= Essentials of Glycobiology =

Graduate-level textbook

Essentials of Glycobiology is a graduate-level textbook and reference work in the field of glycobiology (carbohydrate metabolism). It is published by the Cold Spring Harbor Laboratory Press, New York, and available as an open-access textbook at the National Center for Biotechnology Information (NCBI) Bookshelf collection. The book covers the structure, biosynthesis, and biological functions of glycans (sugar chains) and glycoconjugates.

The work is edited by a consortium of notable researchers working in glycobiology, with hematologist and oncologist Ajit Varki serving as lead editor alongside colleagues including Jeffrey Esko, who along with Varki helped to establish the Glycobiology Research and Training Center at UC San Diego School of Medicine. The text is highly collaborative, with over 90 additional co-authors contributing sections or chapters from their personal areas of expertise.

It has been widely cited in biomedical and biochemical research, and was the first textbook whose citations were included in PubMed when the repository began including textbook citations in 2010.

== Editions ==
=== First Edition (1999) ===

First published in 1999, the textbook describes the general principles of carbohydrate biochemistry; structural diversity of glycans (N-linked, O-linked, glycosaminoglycans, glycolipids, etc.); glycosylation pathways, biosynthetic enzymes and related metabolic pathways; lectins and glycan-binding proteins that bind diverse glycoconjugates; roles of glycans in genetic disorders, cancer and pathogen-related diseases; basic analytical techniques in glycobiology; and applications in biotechnology and medicine. This edition initiated the usage of black and white symbols to depict monosaccharides based on earlier representation proposed by Kornfeld and colleagues.

=== Second Edition (2009) ===

The second edition of Essentials was released in 2009, both in print and at the NCBI Bookshelf simultaneously. Besides an expanded editorial board and co-author list, several new chapters were added considering new advances and more expanded view of the glycosciences. Notable additions include sections describing glycan diversity in organisms (bacteria, fungi, plants etc.), advances in understanding of disease states and therapeutic applications, and the genomic view of glycobiology. At the start of the omics era, "Glycomics", analogous to genomics and proteomics, was beginning to provide a systematic view of glycan structures paving the way systems biology investigations. Also, introduced in this edition was the use of colors to depict glycan monosaccharides and carbohydrate structures.

=== Third Edition (2015) ===

The third edition of Essentials featured an expanded international editorial board representing a wider range of expertise, and range of contributing authors. New topics covered in this edition include a broader focus on glycan evolution in all lineages of life; a wider coverage of topics related to glycosylation engineering, nanotechnology, material science and biotechnology; and greater attention to informatics, mass spectrometry and integration with databases world-wide. Significantly, the new text greatly expanded monosaccharide symbols usage to depict carbohydrate structures across life. This usage of complex carbohydrates is now called the Symbol Nomenclature For Glycans (SNFG), and it continues to be expanded in parallel with advances in the book. This standard is now available as a living page at the NCBI. It is widely adopted by journals and web-repositories to simplify the unambiguous communication of glycobiology knowledge.

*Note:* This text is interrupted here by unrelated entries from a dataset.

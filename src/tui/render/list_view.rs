use ratatui::Frame;
use ratatui::layout::Rect;
use ratatui::style::{Modifier, Style};
use ratatui::text::{Line, Span};
use ratatui::widgets::Paragraph;

use crate::model::Ticket;
use crate::tui::app::{App, Pane};
use crate::util::unicode::{display_width, pad_to_width, truncate_to_width};

use super::{pane_block, push_highlighted_spans, search_regex};

/// Render the ticket list. Adjusts `list_scroll` so the cursor stays visible.
pub fn render_list(frame: &mut Frame, app: &mut App, area: Rect) {
    let mut title = " Tickets ".to_string();
    if app.collection.is_loading() {
        title = " Tickets \u{00B7} loading\u{2026} ".to_string();
    }
    let block = pane_block(app, Some(Pane::List), title);
    let inner = block.inner(area);
    frame.render_widget(block, area);

    let width = inner.width as usize;
    let mut lines: Vec<Line> = Vec::new();

    // A failed fetch keeps the previous tickets on screen under a banner
    if let Some(err) = app.collection.error() {
        lines.push(Line::from(Span::styled(
            truncate_to_width(&format!("! {}", err), width),
            Style::default().fg(app.theme.red).add_modifier(Modifier::BOLD),
        )));
    }

    if app.collection.tickets().is_empty() {
        if !app.collection.is_loading() {
            lines.push(Line::from(Span::styled(
                "No tickets found",
                Style::default().fg(app.theme.dim),
            )));
        }
        frame.render_widget(Paragraph::new(lines), inner);
        return;
    }

    let banner_rows = lines.len();
    let visible = (inner.height as usize).saturating_sub(banner_rows).max(1);
    let expanded_rows = if app.expanded.is_some() { EXPANDED_ROWS } else { 0 };
    adjust_scroll(app, visible.saturating_sub(expanded_rows).max(1));

    let search_re = search_regex(app);
    let focused = app.pane == Pane::List;
    for (i, ticket) in app
        .collection
        .tickets()
        .iter()
        .enumerate()
        .skip(app.list_scroll)
    {
        if lines.len() >= banner_rows + visible {
            break;
        }
        let selected = focused && i == app.list_cursor;
        lines.push(ticket_row(app, ticket, selected, width, search_re.as_ref()));
        if app.expanded.as_ref() == Some(&ticket.id) {
            lines.extend(expanded_rows_for(app, ticket, width));
        }
    }

    frame.render_widget(Paragraph::new(lines), inner);
}

/// Rows added under an expanded ticket
const EXPANDED_ROWS: usize = 3;

fn adjust_scroll(app: &mut App, visible: usize) {
    if app.list_cursor < app.list_scroll {
        app.list_scroll = app.list_cursor;
    } else if app.list_cursor >= app.list_scroll + visible {
        app.list_scroll = app.list_cursor + 1 - visible;
    }
}

fn ticket_row<'a>(
    app: &App,
    ticket: &Ticket,
    selected: bool,
    width: usize,
    search_re: Option<&regex::Regex>,
) -> Line<'a> {
    let theme = &app.theme;
    let bg = if selected { theme.selection_bg } else { theme.background };
    let base = Style::default().bg(bg);

    let mut spans = vec![
        Span::styled(if selected { "\u{25B8}" } else { " " }, base.fg(theme.highlight)),
        Span::styled(
            pad_to_width(&format!("#{}", ticket.id), 6),
            base.fg(theme.dim),
        ),
        Span::styled(
            pad_to_width(ticket.status.label(), 12),
            base.fg(theme.status_color(ticket.status)),
        ),
        Span::styled(
            pad_to_width(ticket.priority.label(), 9),
            base.fg(theme.priority_color(ticket.priority)),
        ),
        Span::styled(
            pad_to_width(ticket.category.label(), 10),
            base.fg(theme.category_color(ticket.category)),
        ),
    ];

    let used: usize = spans.iter().map(|s| display_width(&s.content)).sum();
    let updating = app.collection.is_updating(&ticket.id);
    let suffix = if updating { " \u{2026}" } else { "" };
    let title_width = width.saturating_sub(used + display_width(suffix));
    let title = truncate_to_width(&ticket.title, title_width);
    let title_style = if selected {
        base.fg(theme.text_bright).add_modifier(Modifier::BOLD)
    } else {
        base.fg(theme.text)
    };
    push_highlighted_spans(
        &mut spans,
        &title,
        title_style,
        Style::default()
            .fg(theme.search_match_fg)
            .bg(theme.search_match_bg),
        search_re,
    );
    if updating {
        spans.push(Span::styled(suffix, base.fg(theme.dim)));
    }
    Line::from(spans)
}

fn expanded_rows_for<'a>(app: &App, ticket: &Ticket, width: usize) -> Vec<Line<'a>> {
    let indent = "       ";
    let avail = width.saturating_sub(indent.len());
    let dim = Style::default().fg(app.theme.dim);

    let mut created = format!("created {}", ticket.created_at.format("%Y-%m-%d %H:%M"));
    if let Some(updated) = ticket.updated_at {
        created.push_str(&format!("  updated {}", updated.format("%Y-%m-%d %H:%M")));
    }
    vec![
        Line::from(vec![
            Span::raw(indent),
            Span::styled(
                truncate_to_width(&ticket.description, avail),
                Style::default().fg(app.theme.text),
            ),
        ]),
        Line::from(vec![Span::raw(indent), Span::styled(created, dim)]),
        Line::from(vec![
            Span::raw(indent),
            Span::styled("s next status  e edit", dim),
        ]),
    ]
}
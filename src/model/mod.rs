pub mod config;
pub mod filter;
pub mod stats;
pub mod ticket;

pub use config::*;
pub use filter::*;
pub use stats::*;
pub use ticket::*;
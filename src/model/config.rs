use serde::{Deserialize, Serialize};
use std::collections::HashMap;
use std::time::Duration;

/// Configuration from desk.toml
#[derive(Debug, Clone, Default, Serialize, Deserialize)]
pub struct DeskConfig {
    #[serde(default)]
    pub api: ApiConfig,
    #[serde(default)]
    pub intake: IntakeConfig,
    #[serde(default)]
    pub ui: UiConfig,
    #[serde(default)]
    pub log: LogConfig,
}

#[derive(Debug, Clone, Serialize, Deserialize)]
pub struct ApiConfig {
    /// Base URL the ticket endpoints hang off (e.g. `http://host/api`)
    #[serde(default = "default_base_url")]
    pub base_url: String,
    #[serde(default = "default_timeout_secs")]
    pub timeout_secs: u64,
}

impl Default for ApiConfig {
    fn default() -> Self {
        ApiConfig {
            base_url: default_base_url(),
            timeout_secs: default_timeout_secs(),
        }
    }
}

#[derive(Debug, Clone, Serialize, Deserialize)]
pub struct IntakeConfig {
    /// Quiet period after the last description edit before classifying
    #[serde(default = "default_debounce_ms")]
    pub debounce_ms: u64,
    /// Minimum trimmed description length worth classifying
    #[serde(default = "default_min_classify_chars")]
    pub min_classify_chars: usize,
    /// How long a success notice stays visible
    #[serde(default = "default_notice_ms")]
    pub notice_ms: u64,
}

impl Default for IntakeConfig {
    fn default() -> Self {
        IntakeConfig {
            debounce_ms: default_debounce_ms(),
            min_classify_chars: default_min_classify_chars(),
            notice_ms: default_notice_ms(),
        }
    }
}

impl IntakeConfig {
    pub fn debounce(&self) -> Duration {
        Duration::from_millis(self.debounce_ms)
    }

    pub fn notice_ttl(&self) -> Duration {
        Duration::from_millis(self.notice_ms)
    }
}

#[derive(Debug, Clone, Serialize, Deserialize, Default)]
pub struct UiConfig {
    /// Hex color overrides keyed by theme slot (e.g. `highlight = "#FB4196"`)
    #[serde(default)]
    pub colors: HashMap<String, String>,
}

#[derive(Debug, Clone, Serialize, Deserialize)]
pub struct LogConfig {
    #[serde(default = "default_log_level")]
    pub level: String,
    /// Log file for the TUI. Without one the TUI does not log.
    #[serde(default)]
    pub file: Option<String>,
}

impl Default for LogConfig {
    fn default() -> Self {
        LogConfig {
            level: default_log_level(),
            file: None,
        }
    }
}

fn default_base_url() -> String {
    "http://localhost:8000/api".to_string()
}

fn default_timeout_secs() -> u64 {
    30
}

fn default_debounce_ms() -> u64 {
    1000
}

fn default_min_classify_chars() -> usize {
    20
}

fn default_notice_ms() -> u64 {
    3000
}

fn default_log_level() -> String {
    "info".to_string()
}
//! Dashboard state fed by the backend: the ticket list, the stats panel
//! and the refresh counter that ties them together.

pub mod collection;
pub mod refresh;
pub mod stats;

pub use collection::{CollectionEvent, CollectionStore};
pub use refresh::RefreshCoordinator;
pub use stats::{StatsLoaded, StatsPanel};
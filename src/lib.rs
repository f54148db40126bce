pub mod api;
pub mod cli;
pub mod intake;
pub mod io;
pub mod model;
pub mod store;
pub mod tui;
pub mod util;
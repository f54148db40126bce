use ratatui::Frame;
use ratatui::layout::Rect;
use ratatui::style::Style;
use ratatui::text::{Line, Span};
use ratatui::widgets::Paragraph;

use crate::tui::app::{App, Pane};
use crate::util::unicode::{display_width, truncate_to_width};

/// Render the status row (bottom of screen)
pub fn render_status_row(frame: &mut Frame, app: &App, area: Rect) {
    let bg = app.theme.background;
    let width = area.width as usize;

    let mut spans = Vec::new();
    let mut used = 0;
    // A failed status change has no other place to surface
    if let Some(err) = app.collection.update_error() {
        let text = truncate_to_width(&format!(" {}", err), width);
        used = display_width(&text);
        spans.push(Span::styled(text, Style::default().fg(app.theme.red).bg(bg)));
    }

    let hint = hints(app);
    let hint_width = display_width(hint);
    if used + hint_width < width {
        spans.push(Span::styled(
            " ".repeat(width - used - hint_width),
            Style::default().bg(bg),
        ));
        spans.push(Span::styled(hint, Style::default().fg(app.theme.dim).bg(bg)));
    }

    let paragraph = Paragraph::new(Line::from(spans)).style(Style::default().bg(bg));
    frame.render_widget(paragraph, area);
}

fn hints(app: &App) -> &'static str {
    match app.pane {
        Pane::Form if app.intake.draft().is_editing() => {
            "\u{2191}\u{2193} field  \u{2190}\u{2192} choose  ^S save  Esc cancel  Tab pane  ^Q quit "
        }
        Pane::Form => "\u{2191}\u{2193} field  \u{2190}\u{2192} choose  ^S submit  Tab pane  ^Q quit ",
        Pane::Filters => "\u{2190}\u{2192} cycle  type to search  Enter apply  Del clear  Tab pane ",
        Pane::List => "j/k move  Enter expand  s status  e edit  r refresh  Tab pane ",
    }
}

=== Fourth Edition (2022) ===

Like the 2^{nd} and 3^{rd} editions, the 4^{th} edition also featured a dual-format release of the updated textbook through collaboration between the editors of the Essentials text, Cold Spring Harbor Press, and NCBI Bookshelf. Major updates were made in this edition to cover glycan bioactivity, evolutionary dynamics, informatics advances, technological methods to measure glycans, genetic disorders of glycosylation etc. The authors and editorial board also included an expanded pool of contributors consistent with the global growth of this field.

== Reception ==
10 Nobel laureates, with awards spanning from 1974 to 2013, have offered praise of the textbook across its four editions.

In 2024, the editors of the Essentials of Glycobiology received the Distinguished Service Award from the Society for Glycobiology. The Society describes the book as "an invaluable resource for capturing and communicating knowledge in glycobiology". The textbook is cited in numerous scientific publications.

== Open-access model ==
During the development of the first edition of the text in the late 1990s, Varki was serving as the editor in chief of the Journal of Clinical Investigation, and had successfully advocated to the American Society for Clinical Investigation to host the journal freely on the nascent internet. It was the first time a scientific journal was presented in an open-access format, and the term would not come into common usage until more than a decade later. The development was lauded by scientists and medical practictioners, and Varki presented a similar model to David J. Lipman, then-director of the National Center for Biotechnology Information (NCBI), who agreed. The textbook was then hosted online as one of the earliest additions to the open-access NCBI Bookshelf. This was in part supported by a long-term project grant from the National Heart, Lung, and Blood Institute.